Survint une seconde arrestation en 1945, avec d’autres prêtres et l’évêque. On les expédia à Kovel puis Kiev, en les accusant de trahison ou d’espionnage en faveur du Vatican. En juin 1946, Władysław fut condamné à dix années de goulag, dans les mines de Karaganda (Kazakhstan) ; mais Władysław n’était pas abattu pour autant : dès qu’il le pouvait, il passait parmi les prisonniers pour les réconforter, pour donner l’absolution, pour donner l’Eucharistie - car il arrivait aussi à célébrer clandestinement.
En 1947, il fut transféré dans une autre prison, où il contracta une sévère pneumonie ; après une brève hospitalisation, il fut renvoyé en prison ; en 1950, nouveau transfert dans un autre camp. Władysław continuait son apostolat caché et efficace auprès des autres prisonniers, particulièrement des malades.
Presqu’au terme des dix années infligées, en 1954, il fut «libéré», mais affecté à la surveillance d’un chantier de construction à Karaganda ; en réalité, il était le premier prêtre à pénétrer dans ce lointain Kazakhstan communiste. Władysław s’organisa pour célébrer la Messe dans des maisons privées, tous rideaux bien fermés. Il devait se présenter chaque mois à la police locale pour pointer.
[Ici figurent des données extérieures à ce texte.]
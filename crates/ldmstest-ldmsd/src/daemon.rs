//! The ldmsd entry of a node spec.

use indexmap::IndexMap;
use ldmstest_spec::{Mapping, Spec, SpecNode};
use serde::Serialize;

use crate::env::{env_dict, env_dict_opt};
use crate::error::{DaemonError, DaemonResult};

pub const DEFAULT_LOG_FILE: &str = "/var/log/ldmsd.log";
pub const DEFAULT_LOG_LEVEL: &str = "INFO";
pub const DEFAULT_LISTEN_AUTH: &str = "none";
pub const DEFAULT_CONFIG_FILE: &str = "/etc/ldmsd.conf";

/// `type` of the daemons entries handled here.
pub const LDMSD_TYPE: &str = "ldmsd";

/// Resolved ldmsd attributes of one node.
///
/// `env` is the cluster environment overlaid by the daemon's own.
#[derive(Debug, Clone, PartialEq, Serialize)]
pub struct DaemonSpec {
    attrs: Mapping,
    env: IndexMap<String, String>,
}

impl DaemonSpec {
    /// Build from a daemon mapping, filling in the defaults.
    pub fn from_mapping(daemon: &Mapping, cluster_env: Option<&SpecNode>) -> DaemonResult<Self> {
        let mut env = env_dict_opt(cluster_env)?;
        env.extend(env_dict_opt(daemon.get("env"))?);

        let mut attrs = daemon.clone();
        attrs.shift_remove("env");
        for (key, default) in [
            ("log_file", DEFAULT_LOG_FILE),
            ("log_level", DEFAULT_LOG_LEVEL),
            ("listen_auth", DEFAULT_LISTEN_AUTH),
            ("config_file", DEFAULT_CONFIG_FILE),
        ] {
            attrs
                .entry(key.to_string())
                .or_insert_with(|| SpecNode::from(default));
        }
        Ok(Self { attrs, env })
    }

    /// The first `ldmsd` daemon of `node`, if any.
    pub fn from_node(node: &SpecNode, spec: &Spec) -> DaemonResult<Option<Self>> {
        let Some(daemons) = node.get("daemons") else {
            return Ok(None);
        };
        let daemons = daemons
            .as_sequence()
            .ok_or_else(|| DaemonError::invalid_spec("daemons", "expected a list"))?;

        daemons
            .iter()
            .filter_map(SpecNode::as_mapping)
            .find(|d| d.get("type").and_then(SpecNode::as_str) == Some(LDMSD_TYPE))
            .map(|d| Self::from_mapping(d, spec.get("env")))
            .transpose()
    }

    /// The ldmsd of the node named `hostname`.
    pub fn for_host(spec: &Spec, hostname: &str) -> DaemonResult<Option<Self>> {
        match spec.node(hostname) {
            Some(node) => Self::from_node(node, spec),
            None => Ok(None),
        }
    }

    /// Overlay `overrides` on the attributes; an `env` entry is merged.
    pub fn with_overrides(mut self, overrides: &Mapping) -> DaemonResult<Self> {
        for (key, value) in overrides {
            if key == "env" {
                self.env.extend(env_dict(value)?);
            } else {
                self.attrs.insert(key.clone(), value.clone());
            }
        }
        Ok(self)
    }

    pub fn attrs(&self) -> &Mapping {
        &self.attrs
    }

    pub fn get(&self, key: &str) -> Option<&SpecNode> {
        self.attrs.get(key)
    }

    /// A scalar attribute as text.
    pub fn text(&self, key: &str) -> Option<String> {
        self.get(key)?.as_scalar().map(ToString::to_string)
    }

    pub fn env(&self) -> &IndexMap<String, String> {
        &self.env
    }

    pub fn name(&self) -> Option<&str> {
        self.get("name").and_then(SpecNode::as_str)
    }

    pub fn config_file(&self) -> String {
        self.text("config_file").unwrap_or_else(|| DEFAULT_CONFIG_FILE.to_string())
    }

    pub fn log_file(&self) -> String {
        self.text("log_file").unwrap_or_else(|| DEFAULT_LOG_FILE.to_string())
    }

    pub fn log_level(&self) -> String {
        self.text("log_level").unwrap_or_else(|| DEFAULT_LOG_LEVEL.to_string())
    }

    /// Entries of a list attribute such as `samplers`; absent means empty.
    pub(crate) fn section(&self, key: &str) -> DaemonResult<&[SpecNode]> {
        match self.get(key) {
            None => Ok(&[]),
            Some(node) => node
                .as_sequence()
                .ok_or_else(|| DaemonError::invalid_spec(key, "expected a list")),
        }
    }
}

#[cfg(test)]
mod tests {
    use super::*;
    use serde_json::json;

    fn spec(value: serde_json::Value) -> Spec {
        Spec::resolve(&SpecNode::try_from(value).unwrap()).unwrap()
    }

    #[test]
    fn test_defaults_and_env_overlay() {
        let spec = spec(json!({
            "env": {"A": "cluster", "B": "cluster"},
            "nodes": [{
                "hostname": "n1",
                "daemons": [
                    {"name": "sshd", "type": "sshd"},
                    {"name": "sampler", "type": "ldmsd", "env": ["B=daemon"], "log_level": "DEBUG"}
                ]
            }]
        }));
        let daemon = DaemonSpec::for_host(&spec, "n1").unwrap().unwrap();

        assert_eq!(daemon.name(), Some("sampler"));
        assert_eq!(daemon.log_level(), "DEBUG");
        assert_eq!(daemon.log_file(), DEFAULT_LOG_FILE);
        assert_eq!(daemon.config_file(), DEFAULT_CONFIG_FILE);
        assert_eq!(daemon.text("listen_auth").as_deref(), Some("none"));
        assert_eq!(daemon.env()["A"], "cluster");
        assert_eq!(daemon.env()["B"], "daemon");
        assert!(daemon.get("env").is_none());
    }

    #[test]
    fn test_node_without_ldmsd() {
        let spec = spec(json!({"nodes": [
            {"hostname": "n1", "daemons": [{"type": "sshd"}]},
            {"hostname": "n2"}
        ]}));
        assert!(DaemonSpec::for_host(&spec, "n1").unwrap().is_none());
        assert!(DaemonSpec::for_host(&spec, "n2").unwrap().is_none());
        assert!(DaemonSpec::for_host(&spec, "n3").unwrap().is_none());
    }

    #[test]
    fn test_overrides() {
        let spec = spec(json!({"nodes": [
            {"hostname": "n1", "daemons": [{"type": "ldmsd", "listen_port": 10000}]}
        ]}));
        let overrides = SpecNode::try_from(json!({"listen_port": 411, "env": {"X": "1"}})).unwrap();
        let daemon = DaemonSpec::for_host(&spec, "n1")
            .unwrap()
            .unwrap()
            .with_overrides(overrides.as_mapping().unwrap())
            .unwrap();
        assert_eq!(daemon.text("listen_port").as_deref(), Some("411"));
        assert_eq!(daemon.env()["X"], "1");
    }

    #[test]
    fn test_daemons_must_be_list() {
        let spec = spec(json!({"nodes": [{"hostname": "n1", "daemons": {"type": "ldmsd"}}]}));
        assert!(matches!(
            DaemonSpec::for_host(&spec, "n1"),
            Err(DaemonError::InvalidSpec { .. })
        ));
    }
}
En 1955, on lui proposa de retourner en Pologne ; il préféra rester au Kazakhstan et devint même officiellement un citoyen soviétique. Il remit sa démission comme surveillant de chantier et ne s’occupa que de ses activités sacerdotales, même cachées.
En 1957, il vint en aide à un groupe de Polonais déportés à Alma-Ata, nouveau crime pour lequel il fut accusé d’activités illégales (il avait fait construire pour eux une chapelle !), et envoyé pour trois ans dans un camp de travail à Irkutsk. Il put revenir à Karaganda en 1962.
De 1963 à 1973, Władysław put voyager trois fois en Pologne : il fut reçu par l’archevêque Karol Wojtyła, futur pape s.Jean-Paul II. Très surveillé par les services secrets, il put faire une brève visite à sa famille, accomplit encore une mission en Tadjikistan, dut passer plusieurs mois d’hospitalisation et retourna au Kazakhstan en octobre 1974, très affaibli. Il célébra la Messe pour la dernière fois le 25 novembre et reçut les ultimes Sacrements.
Władysław avait cumulé plus de treize années de camp de concentration. Il s’éteignit à Karaganda, le 3 décembre 1974, ayant entre ses doigts le chapelet qu’il s’était confectionné avec des boulettes de pain.
Władysław Bukowiński fut béatifié en 2016, et inscrit au Martyrologe le 3 décembre.